** Opening Material to process block **

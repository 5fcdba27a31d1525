//! Error types for the domain layer.

use std::collections::HashMap;
use std::error::Error;
use std::fmt;
use thiserror::Error;

/// Errors that occur during value object construction.
#[derive(Debug, Clone, PartialEq, Eq, Error)]
pub enum ValidationError {
    #[error("Field '{field}' cannot be empty")]
    EmptyField { field: String },

    #[error("Field '{field}' must be between {min} and {max}, got {actual}")]
    OutOfRange {
        field: String,
        min: i32,
        max: i32,
        actual: i32,
    },

    #[error("Field '{field}' has invalid format: {reason}")]
    InvalidFormat { field: String, reason: String },
}

impl ValidationError {
    /// Creates an empty field validation error.
    pub fn empty_field(field: impl Into<String>) -> Self {
        ValidationError::EmptyField { field: field.into() }
    }

    /// Creates an out of range validation error.
    pub fn out_of_range(field: impl Into<String>, min: i32, max: i32, actual: i32) -> Self {
        ValidationError::OutOfRange {
            field: field.into(),
            min,
            max,
            actual,
        }
    }

    /// Creates an invalid format validation error.
    pub fn invalid_format(field: impl Into<String>, reason: impl Into<String>) -> Self {
        ValidationError::InvalidFormat {
            field: field.into(),
            reason: reason.into(),
        }
    }
}

/// Error codes organized by category.
#[derive(Debug, Clone, Copy, PartialEq, Eq, Hash)]
pub enum ErrorCode {
    // Validation errors
    ValidationFailed,
    EmptyField,
    OutOfRange,
    InvalidFormat,
    UnsupportedStage,
    IncompleteStage,

    // Not found errors
    SessionNotFound,
    ResponsesNotFound,

    // State errors
    InvalidStateTransition,

    // Collaborator errors
    StorageUnavailable,
    NarrativeUnavailable,
    InternalError,
}

impl fmt::Display for ErrorCode {
    fn fmt(&self, f: &mut fmt::Formatter<'_>) -> fmt::Result {
        let s = match self {
            ErrorCode::ValidationFailed => "VALIDATION_FAILED",
            ErrorCode::EmptyField => "EMPTY_FIELD",
            ErrorCode::OutOfRange => "OUT_OF_RANGE",
            ErrorCode::InvalidFormat => "INVALID_FORMAT",
            ErrorCode::UnsupportedStage => "UNSUPPORTED_STAGE",
            ErrorCode::IncompleteStage => "INCOMPLETE_STAGE",
            ErrorCode::SessionNotFound => "SESSION_NOT_FOUND",
            ErrorCode::ResponsesNotFound => "RESPONSES_NOT_FOUND",
            ErrorCode::InvalidStateTransition => "INVALID_STATE_TRANSITION",
            ErrorCode::StorageUnavailable => "STORAGE_UNAVAILABLE",
            ErrorCode::NarrativeUnavailable => "NARRATIVE_UNAVAILABLE",
            ErrorCode::InternalError => "INTERNAL_ERROR",
        };
        write!(f, "{}", s)
    }
}

/// Standard domain error with code, message, and optional details.
#[derive(Debug, Clone)]
pub struct DomainError {
    pub code: ErrorCode,
    pub message: String,
    pub details: HashMap<String, String>,
}

impl DomainError {
    /// Creates a new domain error.
    pub fn new(code: ErrorCode, message: impl Into<String>) -> Self {
        Self {
            code,
            message: message.into(),
            details: HashMap::new(),
        }
    }

    /// Creates a validation error for a specific field.
    pub fn validation(field: impl Into<String>, message: impl Into<String>) -> Self {
        Self::new(ErrorCode::ValidationFailed, message).with_detail("field", field.into())
    }

    /// Adds a detail to the error.
    pub fn with_detail(mut self, key: impl Into<String>, value: impl Into<String>) -> Self {
        self.details.insert(key.into(), value.into());
        self
    }
}

impl fmt::Display for DomainError {
    fn fmt(&self, f: &mut fmt::Formatter<'_>) -> fmt::Result {
        write!(f, "[{}] {}", self.code, self.message)
    }
}

impl Error for DomainError {}

impl From<ValidationError> for DomainError {
    fn from(err: ValidationError) -> Self {
        let code = match &err {
            ValidationError::EmptyField { .. } => ErrorCode::EmptyField,
            ValidationError::OutOfRange { .. } => ErrorCode::OutOfRange,
            ValidationError::InvalidFormat { .. } => ErrorCode::InvalidFormat,
        };
        DomainError::new(code, err.to_string())
    }
}

#[cfg(test)]
mod tests {
    use super::*;

    #[test]
    fn validation_error_out_of_range_displays_correctly() {
        let err = ValidationError::out_of_range("likert", 1, 5, 7);
        assert_eq!(
            format!("{}", err),
            "Field 'likert' must be between 1 and 5, got 7"
        );
    }

    #[test]
    fn validation_error_invalid_format_displays_correctly() {
        let err = ValidationError::invalid_format("stage", "unknown stage 'bonus'");
        assert_eq!(
            format!("{}", err),
            "Field 'stage' has invalid format: unknown stage 'bonus'"
        );
    }

    #[test]
    fn domain_error_displays_code_and_message() {
        let err = DomainError::new(ErrorCode::SessionNotFound, "Session not found");
        assert_eq!(format!("{}", err), "[SESSION_NOT_FOUND] Session not found");
    }

    #[test]
    fn domain_error_validation_records_field() {
        let err = DomainError::validation("sessionId", "missing");
        assert_eq!(err.code, ErrorCode::ValidationFailed);
        assert_eq!(err.details.get("field"), Some(&"sessionId".to_string()));
    }

    #[test]
    fn validation_error_converts_with_matching_code() {
        let err: DomainError = ValidationError::out_of_range("likert", 1, 5, 0).into();
        assert_eq!(err.code, ErrorCode::OutOfRange);

        let err: DomainError = ValidationError::empty_field("text").into();
        assert_eq!(err.code, ErrorCode::EmptyField);
    }

    #[test]
    fn error_code_display_formats_correctly() {
        assert_eq!(format!("{}", ErrorCode::ResponsesNotFound), "RESPONSES_NOT_FOUND");
        assert_eq!(format!("{}", ErrorCode::InternalError), "INTERNAL_ERROR");
    }
}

** Closing Material to process block **

--- Prompt ---
Lines in the data that hold "ResponsesNotFound" are to be counted, and the number alone reported.

--- Result of this task ---
3